La chambre basse contrôlée par le Kremlin, la Douma d'État, a rapidement approuvé les amendements proposés par un vote 382-0 avec 44 abstentions. Un vote en troisième lecture sera une formalité rapide. Un vote national sur les amendements proposés est prévu pour le 22 avril.
Alexei Navalny, la principale personnalité de l'opposition russe, s'est moquée du changement proposé.
"Poutine est au pouvoir depuis 20 ans, et pourtant il va se présenter pour la première fois", a tweeté Navalny.
Un groupe de militants de l'opposition a appelé à un rassemblement de protestation à Moscou le 21 mars, déclarant dans un communiqué: "Le pays où le gouvernement ne change pas depuis 20 ans n'a pas d'avenir", ont-ils déclaré dans un communiqué.
Les notes d'approbation de Poutine sont restées élevées malgré une baisse récente au milieu des problèmes économiques de la Russie et de la stagnation du niveau de vie. On ne sait pas si l'opposition russe fragmentée et désorganisée peut constituer un sérieux défi pour le Kremlin.

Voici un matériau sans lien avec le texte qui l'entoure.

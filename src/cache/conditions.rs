//! Freshness conditions and their evaluation.
//!
//! A [`ConditionSet`] maps a condition kind to a value. Supported kinds:
//!
//! - `max-age` / `maxage`: seconds; the entry must be younger than this.
//!   Zero or negative means the entry is always stale.
//! - `younger-than` / `youngerthan`: one path or a list of paths; the entry
//!   must not be older than any of them. `http://` and `https://` references
//!   are assumed satisfied. A missing local reference makes the entry stale.
//!
//! Kinds are kept as plain strings until evaluation, so an unknown kind is
//! reported by whichever operation first evaluates it.

use chrono::Duration;
use regex::Regex;
use serde::{Deserialize, Serialize};
use std::collections::BTreeMap;
use std::path::Path;
use std::sync::LazyLock;

use super::clock::Clock;
use super::fs::Filesystem;
use crate::error::{CacheError, Result};

/// References that cannot be checked locally.
static REMOTE_REFERENCE: LazyLock<Regex> =
    LazyLock::new(|| Regex::new(r"^https?://").expect("REMOTE_REFERENCE must compile"));

/// Canonical spelling of the max-age condition.
pub const MAX_AGE: &str = "max-age";

/// Canonical spelling of the younger-than condition.
pub const YOUNGER_THAN: &str = "younger-than";

/// The value side of a condition entry.
#[derive(Debug, Clone, PartialEq, Eq, Serialize, Deserialize)]
#[serde(untagged)]
pub enum ConditionValue {
    /// A duration in seconds.
    Seconds(i64),
    /// A single reference path.
    Path(String),
    /// Several reference paths.
    Paths(Vec<String>),
}

impl From<i64> for ConditionValue {
    fn from(seconds: i64) -> Self {
        Self::Seconds(seconds)
    }
}

impl From<i32> for ConditionValue {
    fn from(seconds: i32) -> Self {
        Self::Seconds(seconds.into())
    }
}

impl From<&str> for ConditionValue {
    fn from(path: &str) -> Self {
        Self::Path(path.to_string())
    }
}

impl From<String> for ConditionValue {
    fn from(path: String) -> Self {
        Self::Path(path)
    }
}

impl From<Vec<String>> for ConditionValue {
    fn from(paths: Vec<String>) -> Self {
        Self::Paths(paths)
    }
}

/// A set of freshness conditions, keyed by kind.
#[derive(Debug, Clone, Default, PartialEq, Eq, Serialize, Deserialize)]
#[serde(transparent)]
pub struct ConditionSet {
    entries: BTreeMap<String, ConditionValue>,
}

impl ConditionSet {
    /// An empty set: existence alone decides freshness.
    pub fn new() -> Self {
        Self::default()
    }

    /// Add or replace the condition `kind`.
    pub fn with(mut self, kind: impl Into<String>, value: impl Into<ConditionValue>) -> Self {
        self.insert(kind, value);
        self
    }

    /// Require the entry to be younger than `seconds`.
    pub fn max_age(self, seconds: i64) -> Self {
        self.with(MAX_AGE, seconds)
    }

    /// Require the entry to be no older than `path`.
    ///
    /// Calling this again adds another reference instead of replacing it.
    pub fn younger_than(mut self, path: impl Into<String>) -> Self {
        let path = path.into();
        let value = match self.entries.remove(YOUNGER_THAN) {
            Some(ConditionValue::Path(existing)) => ConditionValue::Paths(vec![existing, path]),
            Some(ConditionValue::Paths(mut existing)) => {
                existing.push(path);
                ConditionValue::Paths(existing)
            }
            _ => ConditionValue::Path(path),
        };
        self.entries.insert(YOUNGER_THAN.to_string(), value);
        self
    }

    /// Add or replace the condition `kind`.
    pub fn insert(&mut self, kind: impl Into<String>, value: impl Into<ConditionValue>) {
        self.entries.insert(kind.into(), value.into());
    }

    /// Whether no conditions are set.
    pub fn is_empty(&self) -> bool {
        self.entries.is_empty()
    }

    /// Number of conditions.
    pub fn len(&self) -> usize {
        self.entries.len()
    }

    /// The value stored for `kind`, exactly as spelled.
    pub fn get(&self, kind: &str) -> Option<&ConditionValue> {
        self.entries.get(kind)
    }

    /// Lay `self` over `defaults`; entries in `self` win on the same kind.
    pub fn merged_over(&self, defaults: &ConditionSet) -> ConditionSet {
        let mut entries = defaults.entries.clone();
        entries.extend(self.entries.iter().map(|(k, v)| (k.clone(), v.clone())));
        ConditionSet { entries }
    }

    /// Check every entry and turn it into a typed [`Condition`].
    pub fn parse(&self) -> Result<Vec<Condition>> {
        self.entries
            .iter()
            .map(|(kind, value)| Condition::parse(kind, value))
            .collect()
    }
}

/// A validated freshness condition.
#[derive(Debug, Clone, PartialEq, Eq)]
pub enum Condition {
    /// Entry must be younger than this many seconds.
    MaxAge(i64),
    /// Entry must be at least as new as every reference.
    YoungerThan(Vec<String>),
}
use serde::{Deserialize, Serialize};

use crate::position::MenuPosition;

#[derive(Debug, Clone, PartialEq, Eq, Serialize, Deserialize)]
#[serde(tag = "type", rename_all = "snake_case")]
pub enum CandidateKind {
    Mention,
    Link { href: String },
    Separator,
}

#[derive(Debug, Clone, PartialEq, Eq, Serialize, Deserialize)]
pub struct Candidate {
    pub id: String,
    pub display: String,
    pub kind: CandidateKind,
}

impl Candidate {
    pub fn mention(id: impl Into<String>, display: impl Into<String>) -> Self {
        Self {
            id: id.into(),
            display: display.into(),
            kind: CandidateKind::Mention,
        }
    }

    pub fn link(
        id: impl Into<String>,
        display: impl Into<String>,
        href: impl Into<String>,
    ) -> Self {
        Self {
            id: id.into(),
            display: display.into(),
            kind: CandidateKind::Link { href: href.into() },
        }
    }

    pub fn separator() -> Self {
        Self {
            id: String::new(),
            display: String::new(),
            kind: CandidateKind::Separator,
        }
    }

    pub fn is_selectable(&self) -> bool {
        !matches!(self.kind, CandidateKind::Separator)
    }
}

#[derive(Debug, Clone, Copy, PartialEq, Eq)]
pub enum Key {
    Enter,
    ArrowUp,
    ArrowDown,
    Tab,
    Escape,
    Char(char),
}

#[derive(Debug, Clone, Copy, PartialEq, Eq)]
pub struct KeyPress {
    pub key: Key,
    pub ctrl: bool,
}

impl KeyPress {
    pub fn plain(key: Key) -> Self {
        Self { key, ctrl: false }
    }

    pub fn ctrl(ch: char) -> Self {
        Self {
            key: Key::Char(ch),
            ctrl: true,
        }
    }
}

/// What the host should do with a key or click routed to the menu.
#[derive(Debug, Clone, PartialEq, Eq)]
pub enum MenuAction {
    /// Not for the menu; let the editor handle it.
    Ignored,
    /// Consumed by the menu; suppress default editing.
    Handled,
    Confirm(Candidate),
    Close,
}

/// Identifies one search request so late responses can be told apart.
#[derive(Debug, Clone, PartialEq, Eq, Hash)]
pub struct SearchTicket {
    pub seq: u64,
    pub query: String,
}

#[derive(Debug, Clone, Copy, PartialEq)]
pub struct MenuViewState {
    pub selected_index: usize,
    pub position: MenuPosition,
}

#[derive(Debug, Clone, Copy, PartialEq, Eq)]
enum Step {
    Up,
    Down,
}

pub struct MenuController {
    visible: bool,
    view: MenuViewState,
    candidates: Vec<Candidate>,
    query: Option<String>,
    next_seq: u64,
    pending: Option<SearchTicket>,
}

impl MenuController {
    pub fn new(parked: MenuPosition) -> Self {
        Self {
            visible: false,
            view: MenuViewState {
                selected_index: 0,
                position: parked,
            },
            candidates: Vec::new(),
            query: None,
            next_seq: 0,
            pending: None,
        }
    }

    pub fn is_visible(&self) -> bool {
        self.visible
    }

    pub fn view(&self) -> &MenuViewState {
        &self.view
    }

    pub fn candidates(&self) -> &[Candidate] {
        &self.candidates
    }

    pub fn query(&self) -> Option<&str> {
        self.query.as_deref()
    }

    pub fn pending_search(&self) -> Option<&SearchTicket> {
        self.pending.as_ref()
    }

    pub fn selected(&self) -> Option<&Candidate> {
        self.candidates.get(self.view.selected_index)
    }

    pub fn on_started(&mut self, query: &str, position: MenuPosition) -> SearchTicket {
        self.visible = true;
        self.view = MenuViewState {
            selected_index: 0,
            position,
        };
        self.candidates.clear();
        self.request(query)
    }

    /// Also reveals a menu hidden with Escape.
    pub fn on_query_changed(&mut self, query: &str) -> SearchTicket {
        self.visible = true;
        self.view.selected_index = 0;
        self.request(query)
    }

    pub fn on_stopped(&mut self) {
        self.visible = false;
        self.view.selected_index = 0;
        self.candidates.clear();
        self.query = None;
        self.pending = None;
    }

    pub fn set_position(&mut self, position: MenuPosition) {
        self.view.position = position;
    }

    /// Hides the menu but keeps its query; the next query edge shows it
    /// again.
    pub fn hide(&mut self) {
        self.visible = false;
    }

    pub fn reveal(&mut self) -> bool {
        if self.visible || self.query.is_none() {
            return false;
        }
        self.visible = true;
        true
    }

    fn request(&mut self, query: &str) -> SearchTicket {
        self.next_seq += 1;
        let ticket = SearchTicket {
            seq: self.next_seq,
            query: query.to_string(),
        };
        self.query = Some(query.to_string());
        self.pending = Some(ticket.clone());
        tracing::debug!(seq = ticket.seq, query, "candidate search requested");
        ticket
    }

    /// Accepts results for `ticket` unless a newer search was issued or the
    /// query moved on.
    pub fn receive_results(&mut self, ticket: &SearchTicket, candidates: Vec<Candidate>) -> bool {
        let current = self.pending.as_ref() == Some(ticket)
            && self.query.as_deref() == Some(ticket.query.as_str());
        if !current {
            tracing::debug!(
                seq = ticket.seq,
                query = %ticket.query,
                "discarding stale search results"
            );
            return false;
        }
        self.pending = None;
        self.candidates = candidates;
        self.view.selected_index = self
            .candidates
            .iter()
            .position(Candidate::is_selectable)
            .unwrap_or(0);
        true
    }

    pub fn handle_key(&mut self, key: KeyPress) -> MenuAction {
        if !self.visible {
            return MenuAction::Ignored;
        }
        match (key.key, key.ctrl) {
            (Key::Enter, _) => self.confirm_selected(),
            (Key::ArrowUp, _) | (Key::Char('p'), true) => self.step(Step::Up),
            (Key::ArrowDown, _) | (Key::Tab, _) | (Key::Char('n'), true) => self.step(Step::Down),
            (Key::Escape, _) => {
                self.hide();
                MenuAction::Close
            }
            _ => MenuAction::Ignored,
        }
    }

    /// Pointer selection of row `index`; same outcome as arrowing there and
    /// pressing Enter.
    pub fn click(&mut self, index: usize) -> MenuAction {
        if !self.visible || index >= self.candidates.len() {
            return MenuAction::Ignored;
        }
        self.view.selected_index = index;
        self.confirm_selected()
    }

    fn confirm_selected(&mut self) -> MenuAction {
        match self.selected() {
            Some(candidate) if candidate.is_selectable() => MenuAction::Confirm(candidate.clone()),
            _ => {
                self.hide();
                MenuAction::Close
            }
        }
    }

    fn step(&mut self, step: Step) -> MenuAction {
        if self.candidates.is_empty() {
            self.hide();
            return MenuAction::Close;
        }
        let last = self.candidates.len() - 1;
        let mut ix = self.view.selected_index.min(last);
        loop {
            let next = match step {
                Step::Up if ix > 0 => ix - 1,
                Step::Down if ix < last => ix + 1,
                _ => break,
            };
            ix = next;
            if self.candidates[ix].is_selectable() {
                self.view.selected_index = ix;
                break;
            }
        }
        MenuAction::Handled
    }
}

La forte baisse du rouble cette semaine, causée par une forte baisse des prix mondiaux du pétrole à la suite de l'effondrement de l'accord de l'OPEP avec la Russie pour contrôler la production de brut, pourrait annoncer des problèmes économiques plus profonds et nuire à la popularité de Poutine.
"Il semble que cette situation de crise ait poussé Poutine à laisser tomber son masque et à faire quelque chose qu'il avait initialement prévu, et à le faire rapidement", a déclaré Abbas Gallyamov, un analyste politique indépendant.
Dans un discours aux législateurs, Poutine a juré que le nouveau coronavirus et la chute des prix du pétrole ne déstabiliseraient pas la Russie.
"Notre économie continuera de se renforcer et les industries clés deviendront plus puissantes et compétitives", a-t-il déclaré.